With McGrath at the helm, the beauty world remains strangely and staunchly detached from the real world. You know, the world that’s up in flames, melting and leaking methane. The one that’s covered in plastic, and (literally) cracking under the pressure.
This isn’t just an opinion. Graph the media coverage of climate change and glitter makeup over the past six months, and you will see one thick, overlapped line, climbing from lower left to upper right. Plot a Venn diagram of the Gen Zs and millennials who cover their eyelids in microplastic glitter particles and those who oppose plastic straws, and you will see, essentially, a circle. (As a reminder, plastic straws are “bad” because they cannot be recycled and, over hundreds of years, they break up into microplastic that infiltrates water, air, soil, animals, and human bodies. Glitter already is microplastic.)
Makeup enthusiasts are merely listening to Mother; following her lead, ignorant to (or maybe just ignoring) the fact that microplastic glitter has a major environmental impact. But in the battle between Mother Makeup and Mother Nature, we’ve picked the wrong Mother — and as a community, beauty has to do better.
True, this is an industry built on excess: the 25-step routines, the three-tier shelfies, the unboxings, sightings of which are enough to trigger a climate change anxiety attack. And true, McGrath is far from the only makeup artist playing with glitter lately. But as the self-embraced Mother of Makeup, shouldn’t she be setting an example?
Does Mother have an ethical obligation to check her influence? To do better for her “children”?
McGrath doesn’t seem to think so. In fact, she’s only leaned harder into her love for all things plastic, shiny, and useless. Watchdog account Estée Laundry recently called attention to the product packaging favored by Pat McGrath Labs, McGrath’s makeup line — packaging so over-the-top that it’s starting to rattle customers (some of whom are actively paying to have microplastic glitter makeup shipped straight to their door, which is saying something).

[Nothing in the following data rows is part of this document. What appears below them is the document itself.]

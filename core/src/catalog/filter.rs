//! catalog/filter.rs
//! Composable predicates for `MetadataCatalog::query`.

use rusqlite::types::Value;
use serde::{Deserialize, Serialize};

use crate::catalog::entry::CatalogEntry;
use crate::compression::Algorithm;
use crate::features::ContentClass;

/// All set predicates must hold. The default filter matches every row.
#[derive(Debug, Clone, Default, PartialEq, Serialize, Deserialize)]
pub struct QueryFilter {
    pub algorithm: Option<Algorithm>,
    pub content_class: Option<ContentClass>,
    pub mime: Option<String>,
    /// Strictly below.
    pub entropy_below: Option<f64>,
    /// Strictly below.
    pub ratio_below: Option<f64>,
}

impl QueryFilter {
    pub fn new() -> Self {
        Self::default()
    }

    pub fn algorithm(mut self, algorithm: Algorithm) -> Self {
        self.algorithm = Some(algorithm);
        self
    }

    pub fn content_class(mut self, class: ContentClass) -> Self {
        self.content_class = Some(class);
        self
    }

    pub fn mime(mut self, mime: impl Into<String>) -> Self {
        self.mime = Some(mime.into());
        self
    }

    pub fn entropy_below(mut self, limit: f64) -> Self {
        self.entropy_below = Some(limit);
        self
    }

    pub fn ratio_below(mut self, limit: f64) -> Self {
        self.ratio_below = Some(limit);
        self
    }

    pub fn is_empty(&self) -> bool {
        *self == Self::default()
    }

    /// In-memory evaluation, equivalent to the SQL `WHERE` clause.
    /// Rows with no entropy never satisfy `entropy_below`.
    pub fn matches(&self, entry: &CatalogEntry) -> bool {
        self.algorithm.map_or(true, |a| entry.algorithm == a)
            && self.content_class.map_or(true, |c| entry.content_class == c)
            && self.mime.as_deref().map_or(true, |m| entry.mime == m)
            && self
                .entropy_below
                .map_or(true, |lim| entry.entropy.is_some_and(|e| e < lim))
            && self.ratio_below.map_or(true, |lim| entry.compression_ratio < lim)
    }

    /// `WHERE` clause (empty when no predicate is set) and its parameters.
    pub(crate) fn to_sql(&self) -> (String, Vec<Value>) {
        let mut clauses = Vec::new();
        let mut params = Vec::new();
        if let Some(a) = self.algorithm {
            clauses.push("algo = ?");
            params.push(Value::Text(a.name().to_string()));
        }
        if let Some(c) = self.content_class {
            clauses.push("content_class = ?");
            params.push(Value::Text(c.as_str().to_string()));
        }
        if let Some(m) = &self.mime {
            clauses.push("mime_type = ?");
            params.push(Value::Text(m.clone()));
        }
        if let Some(lim) = self.entropy_below {
            clauses.push("entropy < ?");
            params.push(Value::Real(lim));
        }
        if let Some(lim) = self.ratio_below {
            clauses.push("compression_ratio < ?");
            params.push(Value::Real(lim));
        }
        if clauses.is_empty() {
            (String::new(), params)
        } else {
            (format!(" WHERE {}", clauses.join(" AND ")), params)
        }
    }
}

#[cfg(test)]
mod tests {
    use super::*;

    #[test]
    fn empty_filter_has_no_where_clause() {
        let (sql, params) = QueryFilter::new().to_sql();
        assert!(sql.is_empty());
        assert!(params.is_empty());
        assert!(QueryFilter::new().is_empty());
    }

    #[test]
    fn predicates_are_joined_with_and() {
        let (sql, params) = QueryFilter::new().algorithm(Algorithm::Zstd).ratio_below(0.5).to_sql();
        assert_eq!(sql, " WHERE algo = ? AND compression_ratio < ?");
        assert_eq!(params.len(), 2);
    }
}
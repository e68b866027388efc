use std::fmt;
use num_enum::TryFromPrimitive;
use sha2::{Digest, Sha256};

/// Lowercase hex sha-256 of `data`; the catalog's content hash.
pub fn sha256_hex(data: &[u8]) -> String {
    hex::encode(Sha256::digest(data))
}

pub fn enum_name_or_hex<T>(raw: T::Primitive) -> String
where
    T: TryFromPrimitive + fmt::Debug,
    T::Primitive: fmt::LowerHex,
{
    match T::try_from_primitive(raw) {
        Ok(variant) => format!("{:?}", variant),
        Err(_) => format!("0x{:x}", raw),
    }
}

/// Seconds since the Unix epoch with microsecond precision.
pub fn unix_timestamp() -> f64 {
    chrono::Utc::now().timestamp_micros() as f64 / 1_000_000.0
}

/// `compressed / original`; an empty original counts as stored verbatim.
pub fn compression_ratio(original_size: u64, compressed_size: u64) -> f64 {
    if original_size == 0 {
        1.0
    } else {
        compressed_size as f64 / original_size as f64
    }
}

/// Median of a sample. Even-length samples average the two middle values.
/// Returns `None` for an empty sample.
pub fn median(values: &[f64]) -> Option<f64> {
    if values.is_empty() {
        return None;
    }
    let mut sorted = values.to_vec();
    sorted.sort_by(|a, b| a.total_cmp(b));
    let mid = sorted.len() / 2;
    if sorted.len() % 2 == 0 {
        Some((sorted[mid - 1] + sorted[mid]) / 2.0)
    } else {
        Some(sorted[mid])
    }
}

#[cfg(test)]
mod tests {
    use super::*;

    #[test]
    fn sha256_of_empty_input() {
        assert_eq!(
            sha256_hex(b""),
            "e3b0c44298fc1c149afbf4c8996fb92427ae41e4649b934ca495991b7852b855"
        );
    }

    #[test]
    fn median_odd_and_even() {
        assert_eq!(median(&[3.0, 1.0, 2.0]), Some(2.0));
        assert_eq!(median(&[4.0, 1.0, 3.0, 2.0]), Some(2.5));
        assert_eq!(median(&[]), None);
    }

    #[test]
    fn ratio_of_empty_file_is_one() {
        assert_eq!(compression_ratio(0, 20), 1.0);
        assert_eq!(compression_ratio(200, 50), 0.25);
    }
}
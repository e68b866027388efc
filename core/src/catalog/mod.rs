//! catalog/mod.rs
//! Durable index of stored entries and selection decisions.

pub mod entry;
pub mod filter;
pub mod schema;
pub mod stats;
pub mod store;

pub use entry::{CatalogEntry, NewEntry, UndecodableRow};
pub use filter::QueryFilter;
pub use schema::SCHEMA_VERSION;
pub use stats::{AlgorithmStats, CatalogStats};
pub use store::{MetadataCatalog, ScannedRow};
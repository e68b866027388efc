//! compression/registry.rs
//! Fixed dispatch table from `Algorithm` to its codec.

use crate::compression::codecs::{
    BrotliCodec, Bz2Codec, GzipCodec, LzmaCodec, Lz4Codec, SkipCodec, ZstdCodec,
};
use crate::compression::constants::*;
use crate::compression::types::{Algorithm, Codec, CompressionError};

pub struct CodecInfo {
    pub algorithm: Algorithm,
    pub name: &'static str,
    /// Container produced by the codec.
    pub container: &'static str,
}

static SKIP: SkipCodec = SkipCodec;
static GZIP: GzipCodec = GzipCodec::new(DEFAULT_LEVEL_GZIP);
static BZ2: Bz2Codec = Bz2Codec::new(DEFAULT_LEVEL_BZ2);
static LZMA: LzmaCodec = LzmaCodec::new(DEFAULT_LEVEL_LZMA);
static LZ4: Lz4Codec = Lz4Codec;
static ZSTD: ZstdCodec = ZstdCodec::new(DEFAULT_LEVEL_ZSTD);
static BROTLI: BrotliCodec = BrotliCodec::new(DEFAULT_QUALITY_BROTLI, DEFAULT_LGWIN_BROTLI);

pub fn codec(algorithm: Algorithm) -> &'static dyn Codec {
    match algorithm {
        Algorithm::Skip   => &SKIP,
        Algorithm::Gzip   => &GZIP,
        Algorithm::Bz2    => &BZ2,
        Algorithm::Lzma   => &LZMA,
        Algorithm::Lz4    => &LZ4,
        Algorithm::Zstd   => &ZSTD,
        Algorithm::Brotli => &BROTLI,
    }
}

pub fn resolve(codec_id: u16) -> Result<CodecInfo, CompressionError> {
    let algorithm = Algorithm::from_id(codec_id)?;
    let container = match algorithm {
        Algorithm::Skip   => "raw",
        Algorithm::Gzip   => "gzip member",
        Algorithm::Bz2    => "bzip2 stream",
        Algorithm::Lzma   => "xz stream",
        Algorithm::Lz4    => "lz4 frame",
        Algorithm::Zstd   => "zstd frame",
        Algorithm::Brotli => "brotli stream",
    };
    Ok(CodecInfo { algorithm, name: algorithm.name(), container })
}

/// Resolve a textual identifier (catalog column, CLI argument, log field).
pub fn codec_by_name(name: &str) -> Result<&'static dyn Codec, CompressionError> {
    Ok(codec(name.parse::<Algorithm>()?))
}

pub fn compress(algorithm: Algorithm, input: &[u8]) -> Result<Vec<u8>, CompressionError> {
    codec(algorithm).compress(input)
}

pub fn decompress(algorithm: Algorithm, input: &[u8]) -> Result<Vec<u8>, CompressionError> {
    codec(algorithm).decompress(input)
}
/// Default thresholds when no threshold file exists or it cannot be parsed.
pub const DEFAULT_ENTROPY_THRESHOLD: f64 = 3.5;
pub const DEFAULT_SIZE_THRESHOLD: u64 = 5_000_000;

/// Upper bound of Shannon entropy in bits per byte.
pub const MAX_ENTROPY: f64 = 8.0;

/// Fixed cut-offs of the selection rules (the tunable pair lives in
/// `ThresholdConfig`).
pub mod rules {
    /// Above this entropy data is stored verbatim.
    pub const SKIP_ENTROPY: f64 = 7.5;
    /// Files strictly smaller than this go to gzip.
    pub const SMALL_FILE_LIMIT: u64 = 1_000;
    /// Inclusive upper bound of the mid-size band.
    pub const MID_SIZE_MAX: u64 = 100_000;
    /// Mid-size files under this entropy go to bz2.
    pub const MID_SIZE_LOW_ENTROPY: f64 = 2.5;
    /// Highly repetitive data goes to lzma.
    pub const REPETITIVE_ENTROPY: f64 = 1.5;
}

/// Number of leading bytes inspected by the text sniffer.
pub const TEXT_SAMPLE_LEN: usize = 1_000;

pub mod recalibration {
    /// Fewer observations than this leave thresholds untouched.
    pub const MIN_OBSERVATIONS: usize = 3;
    /// Entropy grid in tenths: 2.0, 2.1, ..., 5.0.
    pub const ENTROPY_GRID_TENTHS_MIN: u32 = 20;
    pub const ENTROPY_GRID_TENTHS_MAX: u32 = 50;
    /// Size grid in bytes (decimal megabytes).
    pub const SIZE_GRID: [u64; 4] = [1_000_000, 5_000_000, 10_000_000, 20_000_000];
    /// Smoothing: `new = RETAIN * old + ADOPT * median`.
    pub const SMOOTHING_RETAIN: f64 = 0.7;
    pub const SMOOTHING_ADOPT: f64 = 0.3;
    /// Default number of most recent records considered.
    pub const DEFAULT_WINDOW: usize = 500;
}

/// Conventional file layout under an engine root.
pub mod paths {
    pub const STORAGE_DIR: &str = "compressed";
    pub const CATALOG_FILE: &str = "smartzip_catalog.db";
    pub const THRESHOLDS_FILE: &str = "smartzip_thresholds.json";
    pub const DECISION_LOG_FILE: &str = "adaptive_log.jsonl";
    pub const THRESHOLD_HISTORY_FILE: &str = "threshold_history.jsonl";
}

/// Fallback MIME type for unrecognised content.
pub const DEFAULT_MIME: &str = "application/octet-stream";
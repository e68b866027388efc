/// Stable algorithm IDs (u16) for the dispatch table and catalog tooling.
pub mod codec_ids {
    pub const SKIP: u16   = 0x0000;
    pub const GZIP: u16   = 0x0001;
    pub const BZ2: u16    = 0x0002;
    pub const LZMA: u16   = 0x0003;
    pub const LZ4: u16    = 0x0004;
    pub const ZSTD: u16   = 0x0005;
    pub const BROTLI: u16 = 0x0006;
}

/// Default compression levels. They mirror the stock settings of the reference
/// tools so blobs stay comparable with catalogs written by them.
pub const DEFAULT_LEVEL_GZIP: u32 = 9;
pub const DEFAULT_LEVEL_BZ2: u32 = 9;
pub const DEFAULT_LEVEL_LZMA: u32 = 6;
pub const DEFAULT_LEVEL_ZSTD: i32 = 3;

/// Brotli encoder knobs (quality 11, 4 MiB window).
pub const DEFAULT_QUALITY_BROTLI: i32 = 11;
pub const DEFAULT_LGWIN_BROTLI: i32 = 22;
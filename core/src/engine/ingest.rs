//! engine/ingest.rs
//! Single-file store and retrieval.

use std::fs;
use std::path::{Path, PathBuf};
use std::time::{Duration, Instant};

use log::{debug, info, warn};
use serde::{Deserialize, Serialize};

use crate::catalog::{CatalogEntry, NewEntry};
use crate::compression::{self, Algorithm};
use crate::engine::smartzip::SmartZip;
use crate::features::extract as extract_features;
use crate::recovery::LogRecord;
use crate::selector::Decision;
use crate::telemetry::{Stage, StageTimes};
use crate::types::{CatalogError, CatalogResult};
use crate::utils::sha256_hex;

/// Everything a successful store produced.
#[derive(Debug, Clone, PartialEq, Serialize, Deserialize)]
pub struct StoreOutcome {
    pub entry: CatalogEntry,
    pub blob_path: PathBuf,
    pub decision: Decision,
    pub comp_time: Duration,
}

fn base_name(path: &Path) -> CatalogResult<String> {
    path.file_name()
        .and_then(|n| n.to_str())
        .map(str::to_string)
        .ok_or_else(|| CatalogError::Persistence(format!("{} has no usable file name", path.display())))
}

impl SmartZip {
    /// Read `path`, pick (or use the forced) algorithm, compress, store the
    /// blob and record the entry.
    pub fn store(&self, path: impl AsRef<Path>, algorithm: Option<Algorithm>) -> CatalogResult<StoreOutcome> {
        self.store_timed(path.as_ref(), algorithm, &mut StageTimes::default())
    }

    pub(crate) fn store_timed(
        &self,
        path: &Path,
        algorithm: Option<Algorithm>,
        times: &mut StageTimes,
    ) -> CatalogResult<StoreOutcome> {
        let file_name = base_name(path)?;
        let t = Instant::now();
        let data = fs::read(path).map_err(|e| CatalogError::io(path, e))?;
        times.add(Stage::Read, t.elapsed());
        self.store_bytes_timed(&file_name, &data, algorithm, times)
    }

    /// Store in-memory bytes under `file_name` (a base name).
    pub fn store_bytes(&self, file_name: &str, data: &[u8], algorithm: Option<Algorithm>) -> CatalogResult<StoreOutcome> {
        self.store_bytes_timed(file_name, data, algorithm, &mut StageTimes::default())
    }

    pub(crate) fn store_bytes_timed(
        &self,
        file_name: &str,
        data: &[u8],
        algorithm: Option<Algorithm>,
        times: &mut StageTimes,
    ) -> CatalogResult<StoreOutcome> {
        crate::storage::validate_file_name(file_name)?;

        let features = times.measure(Stage::Extract, || extract_features(file_name, data));

        let thresholds = self.thresholds.snapshot();
        let decision = times.measure(Stage::Select, || match algorithm {
            Some(forced) => Decision::forced(file_name, forced, features.clone(), &thresholds.config),
            None => Decision::decide(file_name, features.clone(), &thresholds.config),
        });
        self.catalog.record_decision(&decision)?;
        debug!(
            "[INGEST] {file_name}: entropy={:.3} size={} class={} -> {}{}",
            features.entropy,
            features.size,
            features.content_class,
            decision.algorithm,
            if decision.forced { " (forced)" } else { "" }
        );

        let t = Instant::now();
        let compressed = compression::compress(decision.algorithm, data)?;
        let comp_time = t.elapsed();
        times.add(Stage::Compress, comp_time);

        let t = Instant::now();
        let key = self.store.put(file_name, decision.algorithm, &compressed)?;
        times.add(Stage::Write, t.elapsed());

        let t = Instant::now();
        let new_entry = NewEntry::from_store(
            file_name,
            sha256_hex(data),
            &features,
            decision.algorithm,
            compressed.len() as u64,
        );
        let id = self.catalog.record(&new_entry)?;
        let entry = new_entry.into_entry(id);
        times.add(Stage::Record, t.elapsed());

        let record = LogRecord::from_outcome(
            &decision,
            entry.compressed_size,
            entry.compression_ratio,
            comp_time.as_secs_f64(),
        );
        if let Err(e) = self.decision_log.append(&record) {
            warn!("[DECISION-LOG] append for {file_name} failed: {e}");
        }

        info!(
            "[INGEST] stored id={} {} as {} ({} -> {} bytes, ratio {:.3})",
            entry.id, file_name, entry.algorithm, entry.original_size, entry.compressed_size, entry.compression_ratio
        );

        self.after_decision();

        Ok(StoreOutcome {
            blob_path: self.store.path_for(&key),
            entry,
            decision,
            comp_time,
        })
    }

    /// Decompress the entry named by `id_or_name` into `out_path`.
    /// Nothing is written unless the bytes match the recorded hash.
    pub fn get(&self, id_or_name: &str, out_path: impl AsRef<Path>) -> CatalogResult<PathBuf> {
        let out_path = out_path.as_ref();
        let (entry, data) = self.fetch(id_or_name)?;
        fs::write(out_path, &data).map_err(|e| CatalogError::io(out_path, e))?;
        info!("[RESTORE] id={} {} -> {}", entry.id, entry.file_name, out_path.display());
        Ok(out_path.to_path_buf())
    }

    /// Look up and decode an entry in memory.
    pub fn fetch(&self, id_or_name: &str) -> CatalogResult<(CatalogEntry, Vec<u8>)> {
        let entry = self.catalog.lookup(id_or_name)?;
        let data = self.fetch_entry(&entry, &mut StageTimes::default())?;
        Ok((entry, data))
    }

    pub(crate) fn fetch_entry(&self, entry: &CatalogEntry, times: &mut StageTimes) -> CatalogResult<Vec<u8>> {
        let key = entry.storage_key()?;

        let t = Instant::now();
        let blob = self.store.get(&key)?;
        times.add(Stage::Read, t.elapsed());

        let data = times.measure(Stage::Decompress, || compression::decompress(entry.algorithm, &blob))?;

        let actual = times.measure(Stage::Verify, || sha256_hex(&data));
        if actual != entry.content_hash {
            return Err(CatalogError::DecodeMismatch {
                file_name: entry.file_name.clone(),
                expected: entry.content_hash.clone(),
                actual,
            });
        }
        Ok(data)
    }
}
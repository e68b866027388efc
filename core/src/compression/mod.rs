//! compression/mod.rs
//! Whole-buffer compression and decompression behind a fixed dispatch table.
//!
//! Notes:
//! - Every codec emits its standard container (gzip member, bzip2 stream, xz
//!   stream, lz4 frame, zstd frame, brotli stream) so blobs can be opened by
//!   stock tools.
//! - Codecs are stateless and shared across worker threads.
//! - `Skip` is the identity codec for data stored verbatim.

pub mod constants;
pub mod types;
pub mod registry;
pub mod codecs;

pub use constants::*;
pub use types::*;
pub use registry::*;
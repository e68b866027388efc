//! features/content_type.rs
//! Coarse content classification: extension table first, byte sniffing second.

use std::fmt;
use std::path::Path;
use std::str::FromStr;

use serde::{Deserialize, Serialize};

use crate::constants::{DEFAULT_MIME, TEXT_SAMPLE_LEN};

#[derive(Copy, Clone, Debug, PartialEq, Eq, Hash, Serialize, Deserialize)]
#[serde(rename_all = "lowercase")]
pub enum ContentClass {
    Text,
    Json,
    /// Audio, video or image.
    Media,
    Binary,
}

impl ContentClass {
    pub fn as_str(self) -> &'static str {
        match self {
            ContentClass::Text   => "text",
            ContentClass::Json   => "json",
            ContentClass::Media  => "media",
            ContentClass::Binary => "binary",
        }
    }

    /// Classify a MIME string. Used for rows that predate the class column.
    pub fn from_mime(mime: &str) -> Self {
        let mime = mime.to_ascii_lowercase();
        if mime.contains("json") {
            ContentClass::Json
        } else if mime.starts_with("audio/") || mime.starts_with("video/") || mime.starts_with("image/") {
            ContentClass::Media
        } else if mime.starts_with("text/")
            || mime.ends_with("/xml")
            || mime.ends_with("+xml")
            || mime == "application/javascript"
            || mime == "application/x-sh"
        {
            ContentClass::Text
        } else {
            ContentClass::Binary
        }
    }
}

impl fmt::Display for ContentClass {
    fn fmt(&self, f: &mut fmt::Formatter<'_>) -> fmt::Result {
        f.write_str(self.as_str())
    }
}

impl FromStr for ContentClass {
    type Err = String;

    fn from_str(s: &str) -> Result<Self, Self::Err> {
        match s.trim().to_ascii_lowercase().as_str() {
            "text"   => Ok(ContentClass::Text),
            "json"   => Ok(ContentClass::Json),
            "media" | "audio" | "video" | "image" => Ok(ContentClass::Media),
            "binary" => Ok(ContentClass::Binary),
            other    => Err(format!("unknown content class: {other}")),
        }
    }
}

/// Extension → MIME table. Lookups are case-insensitive on the extension.
const EXTENSION_TABLE: &[(&str, &str)] = &[
    // text
    ("txt", "text/plain"),
    ("log", "text/plain"),
    ("md", "text/markdown"),
    ("csv", "text/csv"),
    ("tsv", "text/tab-separated-values"),
    ("html", "text/html"),
    ("htm", "text/html"),
    ("css", "text/css"),
    ("js", "application/javascript"),
    ("xml", "application/xml"),
    ("yaml", "application/x-yaml"),
    ("yml", "application/x-yaml"),
    ("toml", "application/toml"),
    ("py", "text/x-python"),
    ("rs", "text/x-rust"),
    ("c", "text/x-c"),
    ("h", "text/x-c"),
    ("sh", "application/x-sh"),
    // json
    ("json", "application/json"),
    ("jsonl", "application/x-ndjson"),
    ("ndjson", "application/x-ndjson"),
    ("geojson", "application/geo+json"),
    // media
    ("png", "image/png"),
    ("jpg", "image/jpeg"),
    ("jpeg", "image/jpeg"),
    ("gif", "image/gif"),
    ("bmp", "image/bmp"),
    ("webp", "image/webp"),
    ("tif", "image/tiff"),
    ("tiff", "image/tiff"),
    ("svg", "image/svg+xml"),
    ("mp3", "audio/mpeg"),
    ("wav", "audio/x-wav"),
    ("flac", "audio/flac"),
    ("ogg", "audio/ogg"),
    ("mp4", "video/mp4"),
    ("mkv", "video/x-matroska"),
    ("avi", "video/x-msvideo"),
    ("mov", "video/quicktime"),
    ("webm", "video/webm"),
    // binary
    ("pdf", "application/pdf"),
    ("zip", "application/zip"),
    ("gz", "application/gzip"),
    ("bz2", "application/x-bzip2"),
    ("xz", "application/x-xz"),
    ("zst", "application/zstd"),
    ("tar", "application/x-tar"),
    ("7z", "application/x-7z-compressed"),
    ("exe", "application/x-msdownload"),
    ("wasm", "application/wasm"),
    ("sqlite", "application/vnd.sqlite3"),
    ("db", "application/vnd.sqlite3"),
];

/// MIME type for a file name's extension, if the table knows it.
pub fn mime_from_extension(file_name: &str) -> Option<&'static str> {
    let ext = Path::new(file_name).extension()?.to_str()?.to_ascii_lowercase();
    EXTENSION_TABLE
        .iter()
        .find(|(known, _)| *known == ext)
        .map(|(_, mime)| *mime)
}

#[inline]
fn is_textual(b: u8) -> bool {
    // printable ASCII plus tab, LF, CR, FF, BEL, ESC
    matches!(b, 0x20..=0x7e | b'\t' | b'\n' | b'\r' | 0x0c | 0x07 | 0x1b)
}

/// True when every byte of the leading sample is textual. Empty data is not text.
pub fn looks_like_text(data: &[u8]) -> bool {
    let sample = &data[..data.len().min(TEXT_SAMPLE_LEN)];
    !sample.is_empty() && sample.iter().all(|&b| is_textual(b))
}

/// Detect `(mime, class)`. Never fails; unknown content is
/// `application/octet-stream` / `Binary`.
pub fn detect_content_type(file_name: &str, data: &[u8]) -> (String, ContentClass) {
    if let Some(mime) = mime_from_extension(file_name) {
        return (mime.to_string(), ContentClass::from_mime(mime));
    }
    if looks_like_text(data) {
        ("text/plain".to_string(), ContentClass::Text)
    } else {
        (DEFAULT_MIME.to_string(), ContentClass::Binary)
    }
}
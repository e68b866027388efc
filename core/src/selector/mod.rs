//! selector/mod.rs
//! Algorithm selection: the rule chain, the decision record and the
//! current-thresholds holder.

pub mod decision;
pub mod rules;
pub mod store;
pub mod thresholds;

pub use decision::*;
pub use rules::*;
pub use store::*;
pub use thresholds::*;
#[cfg(test)]
mod features_tests {
    use proptest::prelude::*;
    use smartzip_core::features::{detect_content_type, extract, shannon_entropy, ContentClass};

    proptest! {
        #[test]
        fn entropy_stays_within_bounds(data in prop::collection::vec(any::<u8>(), 0..8192)) {
            let h = shannon_entropy(&data);
            prop_assert!((0.0..=8.0).contains(&h), "entropy {} out of range", h);
        }

        #[test]
        fn extraction_is_deterministic(data in prop::collection::vec(any::<u8>(), 0..2048)) {
            prop_assert_eq!(extract("x.bin", &data), extract("x.bin", &data));
        }
    }

    #[test]
    fn every_byte_once_is_eight_bits() {
        let data: Vec<u8> = (0..=255u8).collect();
        assert_eq!(shannon_entropy(&data), 8.0);
    }

    #[test]
    fn single_repeated_byte_and_empty_are_zero() {
        assert_eq!(shannon_entropy(&[0u8; 10]), 0.0);
        assert_eq!(shannon_entropy(b""), 0.0);
    }

    #[test]
    fn ten_zero_bytes_vector() {
        let fv = extract("zeros.bin", &[0u8; 10]);
        assert_eq!(fv.entropy, 0.0);
        assert_eq!(fv.size, 10);
        assert_eq!(fv.content_class, ContentClass::Binary);
        assert_eq!(fv.mime, "application/octet-stream");
    }

    #[test]
    fn classes_from_extension_table() {
        assert_eq!(detect_content_type("data.json", b"[]").1, ContentClass::Json);
        assert_eq!(detect_content_type("clip.mp4", b"").1, ContentClass::Media);
        assert_eq!(detect_content_type("notes.txt", &[0xff, 0x00]).1, ContentClass::Text);
        assert_eq!(detect_content_type("archive.zip", b"PK").1, ContentClass::Binary);
    }

    #[test]
    fn unknown_extension_falls_back_to_sniffing() {
        assert_eq!(
            detect_content_type("Makefile", b"all:\n\tcargo build\n"),
            ("text/plain".to_string(), ContentClass::Text)
        );
        assert_eq!(detect_content_type("blob.xyz", &[0x00, 0x01]).1, ContentClass::Binary);
        assert_eq!(detect_content_type("empty.xyz", b"").1, ContentClass::Binary);
    }
}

At Pat McGrath Labs, lipstick tubes — themselves packaging already — are repackaged in plastic pouches, which are then filled with loose plastic sequins. The company appears to ship products purchased directly from its site in boxes over five times the appropriate size, which it then pads with shiny black shreds of plastic. McGrath calls it “opulence,” but what it really is is excessive. It’s wasteful. It’s non-recyclable. It’s contributing more than its fair share to beauty’s biggest problem: packaging.
Every year, the beauty industry creates 77 billion units of plastic packaging. Packaging and packing materials — mailers, pouches, bubble wrap — make up around 40% of global plastic waste, only 2% of which gets recycled. Plastic, at most, can be recycled two or three times before it’s no longer usable. Once it’s no longer usable, it’s destined for a landfill or the ocean. This is where the problem starts.
@esteelaundry
Plastic never dies. Every single piece of plastic ever produced still exists today. The material is not biodegradable, which means it never breaks down; it simply breaks up into microplastic particles. As it breaks up, it leaks pollutants into the soil and water supply. Microplastics are even in the air we breathe.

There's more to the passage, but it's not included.